Richard_Ngo comments on [Part 1] Amplifying generalist research via forecasting – Models of impact and challenges

Richard_Ngo 3 Jan 2020 19:19 UTC
13 points
0
So the thing I’m wondering here is what makes this “amplification” in more than a trivial sense. Let me think out loud for a bit. Warning: very rambly.
Let’s say you’re a competent researcher and you want to find out the answers to 100 questions, which you don’t have time to investigate yourself. The obvious strategy here is to hire 10 people, get them to investigate 10 questions each, and then pay them based on how valuable you think their research was. Or, perhaps you don’t even need to assign them questions—perhaps they can pick their own questions, and you can factor in how neglected each question was as part of the value-of-research calculation.
This is the standard, “freeform” approach; it’s “amplification” in the same sense that having employees is always amplification. What does the forecasting approach change?
- It gives one specific mechanism for how you (the boss) evaluate the quality of research (by comparison with your own deep dive), and rules out all the others. This has the advantage of simplicity and transparency, but has the disadvantage that you can’t directly give rewards for other criteria like “how well is this explained”. You also can’t reward research on topics that you don’t do deep dives on.

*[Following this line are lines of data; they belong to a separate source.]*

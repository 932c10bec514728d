//! Driver facade used by the OS clock subsystem

use core::cell::Cell;

use alloc::boxed::Box;
use critical_section::Mutex;
use hal::{ClockGate, InterruptController, IrqHandler};
use log::{info, warn};
use rtc_core::{AlarmIrq, RtcConfig, RtcError, RtcResult, Timespec};

use crate::alarm::AlarmScheduler;
use crate::clock::ClockCore;
use crate::regs::RtcRegisters;

/// RTC driver: clock counter plus the single alarm slot
pub struct Rtc<R> {
    clock: ClockCore<R>,
    alarm: AlarmScheduler,
    config: RtcConfig,
    initialized: Mutex<Cell<bool>>,
}

impl<R: RtcRegisters> Rtc<R> {
    /// Create a driver over `regs`. Nothing touches hardware until
    /// [`Rtc::initialize`].
    pub const fn new(regs: R, config: RtcConfig) -> Self {
        Self {
            clock: ClockCore::new(regs, config.frequency_hz),
            alarm: AlarmScheduler::new(),
            config,
            initialized: Mutex::new(Cell::new(false)),
        }
    }

    /// Bring up the peripheral. Runs once per driver; later calls return
    /// [`RtcError::AlreadyInitialized`] without touching hardware.
    ///
    /// When the configuration names an alarm line, the driver attaches itself
    /// as that line's handler and enables it.
    pub fn initialize(
        &'static self,
        gate: &mut dyn ClockGate,
        intc: &mut dyn InterruptController,
    ) -> RtcResult<()>
    where
        R: 'static,
    {
        self.config.validate()?;

        let first = critical_section::with(|cs| !self.initialized.borrow(cs).replace(true));
        if !first {
            warn!("rtc initialize called twice");
            return Err(RtcError::AlreadyInitialized);
        }

        let result = self.clock.initialize(gate, self.config.oscillator_load, || {
            match self.config.alarm_irq {
                Some(line) => attach_alarm_line(intc, line, self),
                None => Ok(()),
            }
        });

        if let Err(err) = result {
            warn!("rtc initialize failed: {}", err);
            critical_section::with(|cs| self.initialized.borrow(cs).set(false));
            return Err(err);
        }

        crate::set_enabled();
        info!("rtc enabled");
        Ok(())
    }

    /// True once [`Rtc::initialize`] succeeded
    pub fn is_initialized(&self) -> bool {
        critical_section::with(|cs| self.initialized.borrow(cs).get())
    }

    /// Current time with prescaler resolution
    pub fn read_time(&self) -> RtcResult<Timespec> {
        self.ensure_initialized()?;
        Ok(self.clock.read_time())
    }

    /// Current whole seconds
    pub fn read_seconds(&self) -> RtcResult<u32> {
        self.ensure_initialized()?;
        Ok(self.clock.read_seconds())
    }

    /// Current time at the configured resolution
    pub fn now(&self) -> RtcResult<Timespec> {
        if self.config.high_resolution {
            self.read_time()
        } else {
            self.read_seconds().map(Timespec::from_secs)
        }
    }

    /// Set the clock. A pending alarm stays armed.
    pub fn write_time(&self, time: Timespec) -> RtcResult<()> {
        self.ensure_initialized()?;
        self.clock.write_time(time);
        Ok(())
    }

    /// Arm the alarm for absolute second `deadline`
    pub fn set_alarm<F>(&self, deadline: u32, callback: F) -> RtcResult<()>
    where
        F: FnOnce() + Send + 'static,
    {
        self.ensure_alarm()?;
        self.alarm
            .set_alarm(self.clock.regs(), deadline, Box::new(callback))
    }

    /// Arm the alarm `delta` seconds from now; returns the deadline
    pub fn set_alarm_in<F>(&self, delta: u32, callback: F) -> RtcResult<u32>
    where
        F: FnOnce() + Send + 'static,
    {
        self.ensure_alarm()?;
        self.alarm
            .set_alarm_in(self.clock.regs(), delta, Box::new(callback))
    }

    /// Disarm the pending alarm without running it
    pub fn cancel_alarm(&self) -> RtcResult<()> {
        self.ensure_alarm()?;
        self.alarm.cancel_alarm(self.clock.regs())
    }

    /// True while an alarm is armed
    pub fn is_armed(&self) -> bool {
        self.alarm.is_armed()
    }

    /// Deadline of the armed alarm
    pub fn alarm_deadline(&self) -> Option<u32> {
        self.alarm.deadline(self.clock.regs())
    }

    /// Driver configuration
    pub fn config(&self) -> &RtcConfig {
        &self.config
    }

    /// Underlying register block
    pub fn registers(&self) -> &R {
        self.clock.regs()
    }

    pub(crate) fn scheduler(&self) -> &AlarmScheduler {
        &self.alarm
    }

    fn ensure_initialized(&self) -> RtcResult<()> {
        if self.is_initialized() {
            Ok(())
        } else {
            Err(RtcError::NotInitialized)
        }
    }

    fn ensure_alarm(&self) -> RtcResult<()> {
        self.ensure_initialized()?;
        if self.config.alarm_irq.is_none() {
            return Err(RtcError::AlarmUnavailable);
        }
        Ok(())
    }
}

/// Attach, prioritise and unmask the alarm line. A failure after the attach
/// detaches again so a later `initialize` starts from a clean controller.
fn attach_alarm_line(
    intc: &mut dyn InterruptController,
    line: AlarmIrq,
    handler: &'static dyn IrqHandler,
) -> RtcResult<()> {
    intc.attach(line.irq, handler)?;

    let configured = intc
        .set_priority(line.irq, line.priority)
        .and_then(|()| intc.enable_interrupt(line.irq));
    if let Err(err) = configured {
        if let Err(detach_err) = intc.detach(line.irq) {
            warn!("detaching irq {} failed: {}", line.irq, detach_err);
        }
        return Err(err.into());
    }
    Ok(())
}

  - This mainly seems valuable if you don’t trust your own ability to evaluate research in an unbiased way. But evaluating research is usually much easier than doing research! In particular, doing research involves evaluating a whole bunch of previous literature.
  - Further, if one of your subordinates thinks you’re systematically biased, then the forecasting approach doesn’t give them a mechanism to get rewarded for telling you that. Whereas in the freeform approach to evaluating the quality of research, you can take that into account in your value calculation.
- It gives one specific mechanism for how you aggregate all the research you receive. But that doesn’t matter very much, since you’re not bound to that—you can do whatever you like with the research after you’ve received it. And in the freeform approach, you’re also able to ask people to produce probability distributions if you think that’ll be useful for you to aggregate their research.
- It might save you time? But I don’t think that’s true in general. Sure, if you use the strategy of reading everyone’s research then grading it, that might take a long time. But since the forecasting approach is highly stochastic (people only get rewards for questions you randomly choose to do a deep dive on) you can be a little bit stochastic in other ways to save time. And presumably there are lots of other grading strategies you could use if you wanted.
Okay, let’s take another tack. What makes prediction markets work?
1. Anyone with relevant information can use that information to make money, if the market is wrong.
2. People can see the current market value.
3. They don’t have to reveal their information to make money.
4. They know that there’s no bias in the evaluation—if their information is good, it’s graded by reality, not by some gatekeeper.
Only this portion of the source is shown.